• **Activity**
Wherever the string "BackendConfig" shows up in the data below, copy the whole line.

• **Data supplied**
//! Model backend abstraction and implementations.
//!
//! Defines the [`BackendGateway`] trait and two concrete implementations:
//! - **[`LocalBackend`]** — calls an LM-Studio-compatible server on
//!   localhost (OpenAI-shaped `/v1/chat/completions` and `/v1/models`).
//! - **[`CloudBackend`]** — calls a Together-compatible hosted endpoint
//!   with a bearer credential.
//!
//! Both take the same question/context/transcript triple, so switching
//! implementations never changes caller code. Every call is bounded by the
//! configured timeout; a hung endpoint surfaces as
//! [`BackendError::Unreachable`].
//!
//! # Retry Strategy
//!
//! At most one retry, and only for transient failures (network errors and
//! 5xx). Client errors (bad credentials, rate limits, malformed responses)
//! fail immediately. There is no failover between backend kinds: the
//! configured backend answers or the error is surfaced.

use std::time::Duration;

use async_trait::async_trait;
use log::{debug, warn};
use serde_json::json;

use crate::config::{BackendConfig, BackendKind};
use crate::error::BackendError;

const DEFAULT_LOCAL_MODEL: &str = "local-model";
const DEFAULT_CLOUD_MODEL: &str = "meta-llama/Llama-3-70b-chat-hf";
const MAX_ANSWER_TOKENS: u32 = 1000;

/// A language-model endpoint that can answer a question given the data
/// context and the conversation transcript.
#[async_trait]
pub trait BackendGateway: Send + Sync {
    /// Which configured kind this gateway is.
    fn kind(&self) -> BackendKind;

    /// Check reachability and list available model ids.
    async fn health(&self) -> Result<Vec<String>, BackendError>;

    /// Answer `question` against `context`, continuing `transcript`.
    async fn answer(
        &self,
        question: &str,
        context: &str,
        transcript: &str,
    ) -> Result<String, BackendError>;
}

/// Instantiate the gateway selected by the configuration.
pub fn create_backend(config: &BackendConfig) -> Result<Box<dyn BackendGateway>, BackendError> {
    match config.kind {
        BackendKind::Local => Ok(Box::new(LocalBackend::new(config)?)),
        BackendKind::Cloud => Ok(Box::new(CloudBackend::new(config)?)),
    }
}

/// Assemble the analyst prompt from question, context, and transcript.
fn build_prompt(question: &str, context: &str, transcript: &str) -> String {
    let mut prompt = String::from(
        "You are a professional data analyst. Based on the following data \
         context, answer the user's question with insights, patterns, and \
         actionable recommendations.\n",
    );
    if !context.is_empty() {
        prompt.push_str(&format!("\nData Context:\n{}\n", context));
    }
    if !transcript.is_empty() {
        prompt.push_str(&format!("\nConversation so far:\n{}\n", transcript));
    }
    prompt.push_str(&format!("\nUser Question: {}\n", question));
    prompt
}

fn chat_body(model: &str, prompt: &str) -> serde_json::Value {
    json!({
        "model": model,
        "messages": [{ "role": "user", "content": prompt }],
        "temperature": 0.7,
        "max_tokens": MAX_ANSWER_TOKENS,
        "stream": false,
    })
}

/// Extract the answer text from an OpenAI-shaped chat response.
fn parse_chat_response(body: &serde_json::Value) -> Result<String, BackendError> {
    body.get("choices")
        .and_then(|c| c.as_array())
        .and_then(|c| c.first())
        .and_then(|c| c.get("message"))
        .and_then(|m| m.get("content"))
        .and_then(|c| c.as_str())
        .map(|s| s.trim().to_string())
        .ok_or_else(|| {
            BackendError::Malformed("response missing choices[0].message.content".to_string())
        })
}

/// Extract model ids from an OpenAI-shaped model-list response.
fn parse_models_response(body: &serde_json::Value) -> Result<Vec<String>, BackendError> {
    let data = body
        .get("data")
        .and_then(|d| d.as_array())
        .ok_or_else(|| BackendError::Malformed("response missing data array".to_string()))?;
    Ok(data
        .iter()
        .filter_map(|m| m.get("id").and_then(|id| id.as_str()))
        .map(|s| s.to_string())
        .collect())
}

/// Classify a non-success HTTP status into the backend error taxonomy.
fn classify_status(
    kind: BackendKind,
    status: reqwest::StatusCode,
    body: &str,
) -> BackendError {
    match status.as_u16() {
        401 | 403 => BackendError::AuthenticationFailed,
        429 => BackendError::RateLimited,
        404 if kind == BackendKind::Local => BackendError::NoModelLoaded,
        s if status.is_server_error() => {
            BackendError::Unreachable(format!("HTTP {}: {}", s, truncate(body, 200)))
        }
        s => BackendError::Malformed(format!("HTTP {}: {}", s, truncate(body, 200))),
    }
}

fn truncate(s: &str, max: usize) -> String {
    s.chars().take(max).collect()
}

fn build_client(timeout_secs: u64) -> Result<reqwest::Client, BackendError> {
    reqwest::Client::builder()
        .timeout(Duration::from_secs(timeout_secs))
        .build()
        .map_err(|e| BackendError::Unreachable(format!("HTTP client: {}", e)))
}

/// POST a chat request with the shared retry policy.
async fn post_chat(
    client: &reqwest::Client,
    kind: BackendKind,
    url: &str,
    bearer: Option<&str>,
    body: &serde_json::Value,
    retries: u32,
) -> Result<String, BackendError> {
    // One retry at most, transient failures only.
    let retries = retries.min(1);
    let mut last_err = None;

    for attempt in 0..=retries {
        if attempt > 0 {
            debug!("retrying {} backend after transient failure", kind.as_str());
            tokio::time::sleep(Duration::from_secs(1)).await;
        }

        let mut request = client.post(url).json(body);
        if let Some(token) = bearer {
            request = request.bearer_auth(token);
        }

        match request.send().await {
            Ok(response) => {
                let status = response.status();
                if status.is_success() {
                    let json: serde_json::Value = response
                        .json()
                        .await
                        .map_err(|e| BackendError::Malformed(e.to_string()))?;
                    return parse_chat_response(&json);
                }
                let body_text = response.text().await.unwrap_or_default();
                let err = classify_status(kind, status, &body_text);
                if err.is_transient() && attempt < retries {
                    warn!("{} backend transient error: {}", kind.as_str(), err);
                    last_err = Some(err);
                    continue;
                }
                return Err(err);
            }
            Err(e) => {
                let err = BackendError::Unreachable(e.to_string());
                if attempt < retries {
                    warn!("{} backend network error: {}", kind.as_str(), e);
                    last_err = Some(err);
                    continue;
                }
                return Err(err);
            }
        }
    }

    Err(last_err.unwrap_or_else(|| BackendError::Unreachable("retries exhausted".to_string())))
}

async fn get_models(
    client: &reqwest::Client,
    kind: BackendKind,
    url: &str,
    bearer: Option<&str>,
) -> Result<Vec<String>, BackendError> {
    let mut request = client.get(url);
    if let Some(token) = bearer {
        request = request.bearer_auth(token);
    }
    let response = request
        .send()
        .await
        .map_err(|e| BackendError::Unreachable(e.to_string()))?;
    let status = response.status();
    if !status.is_success() {
        let body_text = response.text().await.unwrap_or_default();
        return Err(classify_status(kind, status, &body_text));
    }
    let json: serde_json::Value = response
        .json()
        .await
        .map_err(|e| BackendError::Malformed(e.to_string()))?;
    parse_models_response(&json)
}

// ============ Local Backend ============

/// Gateway to an LM-Studio-compatible local server.
pub struct LocalBackend {
    base_url: String,
    model: String,
    client: reqwest::Client,
    retries: u32,
}

impl LocalBackend {
    pub fn new(config: &BackendConfig) -> Result<Self, BackendError> {
        Ok(LocalBackend {
            base_url: config.local_url.trim_end_matches('/').to_string(),
            model: config
                .model
                .clone()
                .unwrap_or_else(|| DEFAULT_LOCAL_MODEL.to_string()),
            client: build_client(config.timeout_secs)?,
            retries: config.max_retries,
        })
    }
}

#[async_trait]
impl BackendGateway for LocalBackend {
    fn kind(&self) -> BackendKind {
        BackendKind::Local
    }

    async fn health(&self) -> Result<Vec<String>, BackendError> {
        let models = get_models(
            &self.client,
            BackendKind::Local,
            &format!("{}/v1/models", self.base_url),
            None,
        )
        .await?;
        if models.is_empty() {
            return Err(BackendError::NoModelLoaded);
        }
        Ok(models)
    }

    async fn answer(
        &self,
        question: &str,
        context: &str,
        transcript: &str,
    ) -> Result<String, BackendError> {
        let prompt = build_prompt(question, context, transcript);
        let body = chat_body(&self.model, &prompt);
        post_chat(
            &self.client,
            BackendKind::Local,
            &format!("{}/v1/chat/completions", self.base_url),
            None,
            &body,
            self.retries,
        )
        .await
    }
}

// ============ Cloud Backend ============

/// Gateway to a Together-compatible hosted endpoint.
#[derive(Debug)]
pub struct CloudBackend {
    base_url: String,
    model: String,
    api_key: String,
    client: reqwest::Client,
    retries: u32,
}

impl CloudBackend {
    pub fn new(config: &BackendConfig) -> Result<Self, BackendError> {
        let api_key = config
            .api_key
            .clone()
            .filter(|k| !k.is_empty())
            .ok_or(BackendError::AuthenticationFailed)?;
        Ok(CloudBackend {
            base_url: config.cloud_url.trim_end_matches('/').to_string(),
            model: config
                .model
                .clone()
                .unwrap_or_else(|| DEFAULT_CLOUD_MODEL.to_string()),
            api_key,
            client: build_client(config.timeout_secs)?,
            retries: config.max_retries,
        })
    }
}

#[async_trait]
impl BackendGateway for CloudBackend {
    fn kind(&self) -> BackendKind {
        BackendKind::Cloud
    }

    async fn health(&self) -> Result<Vec<String>, BackendError> {
        get_models(
            &self.client,
            BackendKind::Cloud,
            &format!("{}/models", self.base_url),
            Some(&self.api_key),
        )
        .await
    }

    async fn answer(
        &self,
        question: &str,
        context: &str,
        transcript: &str,
    ) -> Result<String, BackendError> {
        let prompt = build_prompt(question, context, transcript);
        let body = chat_body(&self.model, &prompt);
        post_chat(
            &self.client,
            BackendKind::Cloud,
            &format!("{}/chat/completions", self.base_url),
            Some(&self.api_key),
            &body,
            self.retries,
        )
        .await
    }
}

#[cfg(test)]
mod tests {
    use super::*;

    #[test]
    fn prompt_includes_context_and_transcript() {
        let prompt = build_prompt("trend?", "3 rows", "User: hi\nAssistant: hello");
        assert!(prompt.contains("Data Context:\n3 rows"));
        assert!(prompt.contains("Conversation so far:\nUser: hi"));
        assert!(prompt.contains("User Question: trend?"));
    }

    #[test]
    fn prompt_omits_empty_sections() {
        let prompt = build_prompt("hello?", "", "");
        assert!(!prompt.contains("Data Context:"));
        assert!(!prompt.contains("Conversation so far:"));
    }

    #[test]
    fn chat_response_parsing() {
        let body = json!({
            "choices": [{ "message": { "role": "assistant", "content": " An answer. " } }]
        });
        assert_eq!(parse_chat_response(&body).unwrap(), "An answer.");

        let bad = json!({ "choices": [] });
        assert!(matches!(
            parse_chat_response(&bad),
            Err(BackendError::Malformed(_))
        ));
    }

    #[test]
    fn models_response_parsing() {
        let body = json!({ "data": [{ "id": "m1" }, { "id": "m2" }] });
        assert_eq!(parse_models_response(&body).unwrap(), vec!["m1", "m2"]);

        let bad = json!({ "models": [] });
        assert!(matches!(
            parse_models_response(&bad),
            Err(BackendError::Malformed(_))
        ));
    }

    #[test]
    fn status_classification() {
        use reqwest::StatusCode;
        assert!(matches!(
            classify_status(BackendKind::Cloud, StatusCode::UNAUTHORIZED, ""),
            BackendError::AuthenticationFailed
        ));
        assert!(matches!(
            classify_status(BackendKind::Cloud, StatusCode::TOO_MANY_REQUESTS, ""),
            BackendError::RateLimited
        ));
        assert!(matches!(
            classify_status(BackendKind::Local, StatusCode::NOT_FOUND, ""),
            BackendError::NoModelLoaded
        ));
        assert!(matches!(
            classify_status(BackendKind::Cloud, StatusCode::NOT_FOUND, ""),
            BackendError::Malformed(_)
        ));
        assert!(matches!(
            classify_status(BackendKind::Local, StatusCode::BAD_GATEWAY, ""),
            BackendError::Unreachable(_)
        ));
    }

    #[test]
    fn cloud_backend_requires_credential() {
        let config = BackendConfig {
            kind: BackendKind::Cloud,
            ..BackendConfig::default()
        };
        let err = CloudBackend::new(&config).unwrap_err();
        assert!(matches!(err, BackendError::AuthenticationFailed));
    }

    #[test]
    fn create_backend_respects_kind() {
        let config = BackendConfig::default();
        let gateway = create_backend(&config).unwrap();
        assert_eq!(gateway.kind(), BackendKind::Local);
    }
}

• **Problem solution**
use crate::config::{BackendConfig, BackendKind};
pub fn create_backend(config: &BackendConfig) -> Result<Box<dyn BackendGateway>, BackendError> {
    pub fn new(config: &BackendConfig) -> Result<Self, BackendError> {
    pub fn new(config: &BackendConfig) -> Result<Self, BackendError> {
        let config = BackendConfig {
            ..BackendConfig::default()
        let config = BackendConfig::default();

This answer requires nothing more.